Trotz all dieser schweren Stunden, all der schrecklichen Sorgen, die mich so viele Jahre begleitet haben, bin ich sehr dankbar für dieses Glück, das wir erfahren durften. Das Glück, in einer Zeit und in einem Land zu leben, in dem Ärzte und Pflegekräfte das Leben meines Kindes retten konnten, in dem medizinischer Fortschritt, Medikamente, Ausstattung und Personal tatsächlich verfügbar waren und in dem das Gesundheitssystem selbst in der Corona-Krise durch das beherzte und frühzeitige Eingreifen der Regierung standhielt. Mit ist bewusst, dass diese Erfahrung nicht alle Menschen gleichermaßen machen konnten, aber für unser Kind gilt sie absolut.

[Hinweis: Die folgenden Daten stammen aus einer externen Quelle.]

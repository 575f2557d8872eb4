//! Layout queries
//!
//! The engine never lays pages out itself; geometry comes from whoever hosts
//! the document.

use std::collections::HashMap;

use nabber_dom::{DOMRect, DomTree, NodeId};

/// Source of viewport geometry
pub trait LayoutProbe {
    /// Vertical scroll offset of the viewport
    fn scroll_top(&self) -> f64;

    /// Viewport-relative bounding box of a node
    fn bounding_client_rect(&self, tree: &DomTree, node: NodeId) -> DOMRect;

    /// Document-relative top edge of a node
    fn document_top(&self, tree: &DomTree, node: NodeId) -> f64 {
        self.bounding_client_rect(tree, node)
            .to_document(0.0, self.scroll_top())
            .top()
    }
}

/// Fixed geometry, for headless runs
///
/// Unknown nodes report an empty rect at the origin.
#[derive(Debug, Clone, Default)]
pub struct StaticLayout {
    scroll_top: f64,
    rects: HashMap<NodeId, DOMRect>,
}

impl StaticLayout {
    pub fn new(scroll_top: f64) -> Self {
        Self {
            scroll_top,
            rects: HashMap::new(),
        }
    }

    pub fn with_rect(mut self, node: NodeId, rect: DOMRect) -> Self {
        self.rects.insert(node, rect);
        self
    }
}

impl LayoutProbe for StaticLayout {
    fn scroll_top(&self) -> f64 {
        self.scroll_top
    }

    fn bounding_client_rect(&self, _tree: &DomTree, node: NodeId) -> DOMRect {
        self.rects.get(&node).copied().unwrap_or_default()
    }
}

#[cfg(test)]
mod tests {
    use super::*;

    #[test]
    fn test_document_top_adds_scroll() {
        let mut tree = DomTree::new();
        let card = tree.create_element("div");
        let layout =
            StaticLayout::new(250.0).with_rect(card, DOMRect::from_xywh(0.0, 40.0, 300.0, 900.0));
        assert_eq!(layout.document_top(&tree, card), 290.0);

        let other = tree.create_element("div");
        assert_eq!(layout.document_top(&tree, other), 250.0);
    }
}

Nun geht es in kleinen Schritten weiter Richtung Normalität. Mein Sohn muss noch eine Reihe Medikamente zur Unterstützung der Herzleistung nehmen, die in den nächsten Wochen und Monaten nach und nach abgesetzt werden können. Das Aufstehen fällt ihm noch etwas schwer, da sein Brustkorb noch nicht wieder zusammengeheilt ist. Wir haben in der nächsten Zeit ein bis drei Arzttermine pro Woche, und seine Fitness ist lange noch nicht wiederhergestellt. Das dauert wohl auch einige Monate. Bis zu den Sommerferien Mitte Juli werden er und sein Bruder nicht am Präsenzunterricht in der Schule teilnehmen, denn eine Infizierung mit Covid-19 bleibt vorerst ein nicht unerhebliches Risiko für meinen Sohn.
Wir haben mindestens noch 12 Wochen in selbstgewählter häuslicher Isolation mit Homeoffice und Homeschooling vor uns. Die Kanutour in Schweden wurde aufs nächste Jahr verschoben, die Freizeit nach Südtirol war für den Bruder schon lange abgesagt. Den Sommer werden wir im eigenen Garten verbringen. Unser Jahresurlaub ist zur Hälfte aufgebraucht. Damit geht es uns wie vielen anderen Familien in Deutschland. Und doch ist es bei uns ganz anders.